— Dataset entries —
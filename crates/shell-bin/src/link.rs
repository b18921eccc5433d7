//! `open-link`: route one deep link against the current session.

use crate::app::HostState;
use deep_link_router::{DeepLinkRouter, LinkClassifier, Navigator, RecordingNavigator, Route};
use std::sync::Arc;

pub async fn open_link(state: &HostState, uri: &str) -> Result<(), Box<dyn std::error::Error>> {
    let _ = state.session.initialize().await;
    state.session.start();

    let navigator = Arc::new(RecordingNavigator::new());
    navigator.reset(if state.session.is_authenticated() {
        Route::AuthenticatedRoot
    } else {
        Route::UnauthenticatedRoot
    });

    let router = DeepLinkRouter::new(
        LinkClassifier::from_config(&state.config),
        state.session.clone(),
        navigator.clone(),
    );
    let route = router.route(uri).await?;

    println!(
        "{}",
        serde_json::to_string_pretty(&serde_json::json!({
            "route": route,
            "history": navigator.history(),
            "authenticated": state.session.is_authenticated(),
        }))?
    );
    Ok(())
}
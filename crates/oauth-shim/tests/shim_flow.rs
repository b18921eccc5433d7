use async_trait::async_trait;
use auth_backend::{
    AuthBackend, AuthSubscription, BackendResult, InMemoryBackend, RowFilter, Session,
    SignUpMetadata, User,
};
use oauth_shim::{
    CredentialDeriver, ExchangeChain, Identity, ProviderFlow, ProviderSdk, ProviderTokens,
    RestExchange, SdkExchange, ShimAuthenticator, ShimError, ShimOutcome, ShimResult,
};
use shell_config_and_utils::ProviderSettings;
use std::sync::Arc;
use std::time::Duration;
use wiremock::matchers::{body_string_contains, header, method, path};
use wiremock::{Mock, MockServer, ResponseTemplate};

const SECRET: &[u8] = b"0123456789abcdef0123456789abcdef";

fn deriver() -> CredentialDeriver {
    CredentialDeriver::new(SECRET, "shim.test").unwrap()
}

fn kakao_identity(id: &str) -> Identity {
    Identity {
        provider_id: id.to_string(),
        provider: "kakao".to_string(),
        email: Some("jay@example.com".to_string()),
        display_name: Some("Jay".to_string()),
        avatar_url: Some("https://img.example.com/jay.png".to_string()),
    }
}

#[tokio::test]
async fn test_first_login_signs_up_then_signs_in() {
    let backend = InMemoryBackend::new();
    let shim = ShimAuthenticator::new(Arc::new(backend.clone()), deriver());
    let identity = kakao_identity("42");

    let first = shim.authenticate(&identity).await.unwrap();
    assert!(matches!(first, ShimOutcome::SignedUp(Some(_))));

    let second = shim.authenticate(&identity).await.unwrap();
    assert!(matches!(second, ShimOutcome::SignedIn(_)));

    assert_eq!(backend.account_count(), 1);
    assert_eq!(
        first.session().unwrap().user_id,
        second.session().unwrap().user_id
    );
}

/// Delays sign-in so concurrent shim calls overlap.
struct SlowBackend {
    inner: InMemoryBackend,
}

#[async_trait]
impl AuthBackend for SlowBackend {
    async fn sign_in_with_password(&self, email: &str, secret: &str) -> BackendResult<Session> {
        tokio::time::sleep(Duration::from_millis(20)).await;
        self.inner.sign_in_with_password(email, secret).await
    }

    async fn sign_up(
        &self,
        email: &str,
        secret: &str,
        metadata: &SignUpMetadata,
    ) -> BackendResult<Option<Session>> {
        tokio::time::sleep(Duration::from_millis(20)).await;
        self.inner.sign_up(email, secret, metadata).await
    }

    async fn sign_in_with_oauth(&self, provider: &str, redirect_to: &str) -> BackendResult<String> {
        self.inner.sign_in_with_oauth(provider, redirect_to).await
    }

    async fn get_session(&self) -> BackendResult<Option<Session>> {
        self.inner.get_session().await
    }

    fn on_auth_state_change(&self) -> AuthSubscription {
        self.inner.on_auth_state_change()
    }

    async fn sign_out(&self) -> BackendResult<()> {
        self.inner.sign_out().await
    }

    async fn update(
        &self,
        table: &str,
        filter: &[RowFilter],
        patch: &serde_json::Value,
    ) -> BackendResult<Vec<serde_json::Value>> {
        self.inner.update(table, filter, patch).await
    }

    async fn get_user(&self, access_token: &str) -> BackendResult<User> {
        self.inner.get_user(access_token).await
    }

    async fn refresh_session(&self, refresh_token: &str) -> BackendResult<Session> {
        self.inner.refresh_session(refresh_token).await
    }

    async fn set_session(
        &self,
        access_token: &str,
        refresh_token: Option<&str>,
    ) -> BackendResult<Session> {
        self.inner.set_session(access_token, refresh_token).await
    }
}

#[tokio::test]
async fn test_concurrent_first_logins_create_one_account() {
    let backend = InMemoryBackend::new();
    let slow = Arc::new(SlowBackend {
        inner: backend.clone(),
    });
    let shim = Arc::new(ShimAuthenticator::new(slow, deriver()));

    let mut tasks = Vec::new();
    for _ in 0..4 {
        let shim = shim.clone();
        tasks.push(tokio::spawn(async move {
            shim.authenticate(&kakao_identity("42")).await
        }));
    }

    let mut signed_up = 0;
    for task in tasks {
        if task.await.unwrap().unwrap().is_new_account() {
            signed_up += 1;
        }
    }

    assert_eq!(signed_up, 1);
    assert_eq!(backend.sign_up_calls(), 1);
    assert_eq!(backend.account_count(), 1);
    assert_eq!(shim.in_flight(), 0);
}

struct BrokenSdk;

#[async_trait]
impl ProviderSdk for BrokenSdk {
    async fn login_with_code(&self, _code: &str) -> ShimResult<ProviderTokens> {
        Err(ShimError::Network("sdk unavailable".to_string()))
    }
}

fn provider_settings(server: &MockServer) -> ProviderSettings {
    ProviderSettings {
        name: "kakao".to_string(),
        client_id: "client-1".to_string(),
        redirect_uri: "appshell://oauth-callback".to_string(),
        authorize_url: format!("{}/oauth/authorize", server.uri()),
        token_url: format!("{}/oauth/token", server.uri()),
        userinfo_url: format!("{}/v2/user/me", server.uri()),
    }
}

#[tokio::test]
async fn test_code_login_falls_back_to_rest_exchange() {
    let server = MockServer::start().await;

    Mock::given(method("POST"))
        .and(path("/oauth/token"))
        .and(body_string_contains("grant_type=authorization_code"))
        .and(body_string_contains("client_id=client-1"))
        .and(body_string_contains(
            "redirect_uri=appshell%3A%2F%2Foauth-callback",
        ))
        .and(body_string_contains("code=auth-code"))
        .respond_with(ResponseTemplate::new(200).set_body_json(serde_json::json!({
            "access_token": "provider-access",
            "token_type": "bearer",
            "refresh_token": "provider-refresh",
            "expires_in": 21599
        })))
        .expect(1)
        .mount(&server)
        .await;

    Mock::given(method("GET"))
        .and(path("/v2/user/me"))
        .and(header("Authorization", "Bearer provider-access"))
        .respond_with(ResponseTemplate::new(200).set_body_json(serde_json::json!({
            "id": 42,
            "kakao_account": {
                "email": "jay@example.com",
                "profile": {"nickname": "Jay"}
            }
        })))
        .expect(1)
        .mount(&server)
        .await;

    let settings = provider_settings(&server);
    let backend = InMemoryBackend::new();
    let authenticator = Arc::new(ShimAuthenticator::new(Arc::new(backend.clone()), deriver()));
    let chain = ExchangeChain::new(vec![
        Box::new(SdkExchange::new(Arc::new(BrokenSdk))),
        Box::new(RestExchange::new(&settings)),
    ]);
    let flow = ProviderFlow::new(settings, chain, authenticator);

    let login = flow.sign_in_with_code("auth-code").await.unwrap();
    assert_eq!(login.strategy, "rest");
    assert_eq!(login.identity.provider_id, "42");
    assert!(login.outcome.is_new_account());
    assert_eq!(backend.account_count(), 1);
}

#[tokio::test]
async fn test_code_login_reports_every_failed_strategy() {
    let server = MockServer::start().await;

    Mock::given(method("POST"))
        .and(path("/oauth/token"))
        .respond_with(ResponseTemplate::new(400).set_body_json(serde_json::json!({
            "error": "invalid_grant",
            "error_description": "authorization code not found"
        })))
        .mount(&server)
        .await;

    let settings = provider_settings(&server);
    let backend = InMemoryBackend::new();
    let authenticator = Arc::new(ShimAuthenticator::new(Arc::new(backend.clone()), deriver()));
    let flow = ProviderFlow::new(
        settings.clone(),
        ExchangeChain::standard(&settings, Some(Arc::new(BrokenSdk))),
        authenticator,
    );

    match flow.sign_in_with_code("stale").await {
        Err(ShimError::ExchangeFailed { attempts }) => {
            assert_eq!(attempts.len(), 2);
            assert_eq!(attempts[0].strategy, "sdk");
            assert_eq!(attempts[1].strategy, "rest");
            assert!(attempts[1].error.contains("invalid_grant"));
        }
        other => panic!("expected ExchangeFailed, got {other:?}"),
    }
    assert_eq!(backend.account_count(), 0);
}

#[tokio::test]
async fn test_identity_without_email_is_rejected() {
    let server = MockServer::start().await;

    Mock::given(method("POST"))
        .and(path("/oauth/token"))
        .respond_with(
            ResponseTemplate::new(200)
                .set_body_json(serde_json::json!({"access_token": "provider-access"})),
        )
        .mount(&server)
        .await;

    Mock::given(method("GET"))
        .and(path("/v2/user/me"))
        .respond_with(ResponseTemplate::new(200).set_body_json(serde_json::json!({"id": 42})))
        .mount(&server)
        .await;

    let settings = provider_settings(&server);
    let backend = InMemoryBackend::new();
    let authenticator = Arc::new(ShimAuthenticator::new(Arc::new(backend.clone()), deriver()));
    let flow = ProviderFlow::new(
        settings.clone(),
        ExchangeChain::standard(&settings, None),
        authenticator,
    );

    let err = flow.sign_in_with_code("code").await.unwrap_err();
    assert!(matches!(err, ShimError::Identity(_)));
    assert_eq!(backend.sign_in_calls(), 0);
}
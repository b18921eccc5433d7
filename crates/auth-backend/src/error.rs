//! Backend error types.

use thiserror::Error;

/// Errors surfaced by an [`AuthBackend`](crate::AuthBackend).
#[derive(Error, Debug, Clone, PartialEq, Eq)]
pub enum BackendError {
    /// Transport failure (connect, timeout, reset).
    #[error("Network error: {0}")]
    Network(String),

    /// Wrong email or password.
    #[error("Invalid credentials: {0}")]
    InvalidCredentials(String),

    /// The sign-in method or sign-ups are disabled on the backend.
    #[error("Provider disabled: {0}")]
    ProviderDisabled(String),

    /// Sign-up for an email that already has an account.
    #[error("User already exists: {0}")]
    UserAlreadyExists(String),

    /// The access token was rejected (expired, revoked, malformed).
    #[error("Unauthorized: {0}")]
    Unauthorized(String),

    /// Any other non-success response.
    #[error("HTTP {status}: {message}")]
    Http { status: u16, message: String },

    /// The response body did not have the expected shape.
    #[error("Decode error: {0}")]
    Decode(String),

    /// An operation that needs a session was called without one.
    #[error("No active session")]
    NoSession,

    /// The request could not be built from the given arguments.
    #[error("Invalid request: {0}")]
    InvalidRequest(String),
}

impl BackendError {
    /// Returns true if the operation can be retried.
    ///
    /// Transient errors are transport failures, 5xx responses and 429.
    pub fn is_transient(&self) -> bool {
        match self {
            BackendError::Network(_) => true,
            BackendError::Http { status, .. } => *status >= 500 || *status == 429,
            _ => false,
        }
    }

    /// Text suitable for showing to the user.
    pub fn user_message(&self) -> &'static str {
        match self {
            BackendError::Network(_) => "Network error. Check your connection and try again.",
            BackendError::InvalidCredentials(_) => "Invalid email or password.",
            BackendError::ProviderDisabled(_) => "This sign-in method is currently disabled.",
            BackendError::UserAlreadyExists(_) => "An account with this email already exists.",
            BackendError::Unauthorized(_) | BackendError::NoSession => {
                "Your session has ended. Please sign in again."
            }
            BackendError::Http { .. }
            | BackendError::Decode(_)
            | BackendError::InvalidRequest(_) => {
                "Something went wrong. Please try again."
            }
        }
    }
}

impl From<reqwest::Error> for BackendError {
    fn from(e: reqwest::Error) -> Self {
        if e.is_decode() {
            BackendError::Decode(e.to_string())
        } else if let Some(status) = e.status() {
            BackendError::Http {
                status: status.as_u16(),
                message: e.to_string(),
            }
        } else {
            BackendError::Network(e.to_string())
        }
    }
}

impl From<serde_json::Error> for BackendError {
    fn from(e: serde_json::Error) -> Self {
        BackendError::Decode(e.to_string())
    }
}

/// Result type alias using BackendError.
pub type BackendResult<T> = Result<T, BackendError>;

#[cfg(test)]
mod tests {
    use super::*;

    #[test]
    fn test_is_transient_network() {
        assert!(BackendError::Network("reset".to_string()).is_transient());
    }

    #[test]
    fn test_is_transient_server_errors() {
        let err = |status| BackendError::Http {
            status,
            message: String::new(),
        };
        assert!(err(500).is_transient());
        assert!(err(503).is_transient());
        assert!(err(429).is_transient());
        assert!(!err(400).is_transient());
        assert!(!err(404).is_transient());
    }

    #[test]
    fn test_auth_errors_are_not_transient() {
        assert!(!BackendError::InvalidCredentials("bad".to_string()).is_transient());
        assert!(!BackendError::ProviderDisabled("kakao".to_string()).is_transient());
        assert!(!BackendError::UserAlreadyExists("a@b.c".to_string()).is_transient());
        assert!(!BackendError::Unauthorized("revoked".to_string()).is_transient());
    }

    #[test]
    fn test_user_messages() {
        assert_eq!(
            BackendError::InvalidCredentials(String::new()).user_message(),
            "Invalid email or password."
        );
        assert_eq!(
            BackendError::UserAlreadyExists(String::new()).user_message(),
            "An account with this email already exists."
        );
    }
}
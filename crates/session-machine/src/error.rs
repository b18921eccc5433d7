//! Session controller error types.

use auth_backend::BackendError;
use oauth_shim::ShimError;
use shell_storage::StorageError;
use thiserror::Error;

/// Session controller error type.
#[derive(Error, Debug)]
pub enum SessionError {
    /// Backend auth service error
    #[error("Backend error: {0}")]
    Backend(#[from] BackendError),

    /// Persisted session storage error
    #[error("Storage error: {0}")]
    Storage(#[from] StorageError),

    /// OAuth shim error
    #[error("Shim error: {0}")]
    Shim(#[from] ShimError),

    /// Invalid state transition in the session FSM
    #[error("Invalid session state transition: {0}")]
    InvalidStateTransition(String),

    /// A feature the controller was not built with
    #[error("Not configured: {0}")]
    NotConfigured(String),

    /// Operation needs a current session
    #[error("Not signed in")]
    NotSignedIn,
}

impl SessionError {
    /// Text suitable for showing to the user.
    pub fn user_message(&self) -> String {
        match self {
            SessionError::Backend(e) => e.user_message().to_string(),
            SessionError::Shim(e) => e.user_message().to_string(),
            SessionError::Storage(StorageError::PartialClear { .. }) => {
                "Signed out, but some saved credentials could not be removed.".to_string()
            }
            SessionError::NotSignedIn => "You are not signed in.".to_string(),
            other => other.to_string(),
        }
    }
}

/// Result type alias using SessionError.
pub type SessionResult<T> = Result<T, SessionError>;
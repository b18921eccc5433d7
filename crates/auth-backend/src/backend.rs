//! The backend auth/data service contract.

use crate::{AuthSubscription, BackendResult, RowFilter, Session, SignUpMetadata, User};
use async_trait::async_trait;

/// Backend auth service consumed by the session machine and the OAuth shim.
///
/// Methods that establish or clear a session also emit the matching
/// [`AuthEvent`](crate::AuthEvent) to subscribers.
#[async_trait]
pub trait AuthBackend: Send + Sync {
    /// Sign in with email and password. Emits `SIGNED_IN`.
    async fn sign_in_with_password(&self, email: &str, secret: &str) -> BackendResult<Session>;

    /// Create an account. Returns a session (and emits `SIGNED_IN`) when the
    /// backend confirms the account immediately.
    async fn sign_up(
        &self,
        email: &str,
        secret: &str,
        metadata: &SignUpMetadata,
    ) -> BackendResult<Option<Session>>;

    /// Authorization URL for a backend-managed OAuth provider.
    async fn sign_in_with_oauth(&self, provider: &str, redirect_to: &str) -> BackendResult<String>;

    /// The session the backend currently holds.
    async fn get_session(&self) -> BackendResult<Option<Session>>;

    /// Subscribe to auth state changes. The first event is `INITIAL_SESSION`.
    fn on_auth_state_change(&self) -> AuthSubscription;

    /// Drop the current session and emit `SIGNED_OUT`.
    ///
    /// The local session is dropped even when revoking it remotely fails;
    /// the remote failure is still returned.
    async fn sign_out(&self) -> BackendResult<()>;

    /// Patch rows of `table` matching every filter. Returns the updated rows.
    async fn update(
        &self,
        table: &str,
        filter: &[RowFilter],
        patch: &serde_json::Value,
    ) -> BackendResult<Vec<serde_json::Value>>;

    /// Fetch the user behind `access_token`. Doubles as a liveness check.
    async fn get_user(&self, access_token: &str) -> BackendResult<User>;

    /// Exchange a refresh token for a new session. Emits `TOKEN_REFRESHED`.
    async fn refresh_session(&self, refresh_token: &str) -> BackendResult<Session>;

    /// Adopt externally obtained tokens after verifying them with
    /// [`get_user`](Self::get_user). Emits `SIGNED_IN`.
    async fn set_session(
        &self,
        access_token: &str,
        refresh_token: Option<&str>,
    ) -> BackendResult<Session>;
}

— TASK DETAILS —
For the word "matches", say how many lines of the data include it, with nothing else in the reply.

— YOUR SOLUTION —
3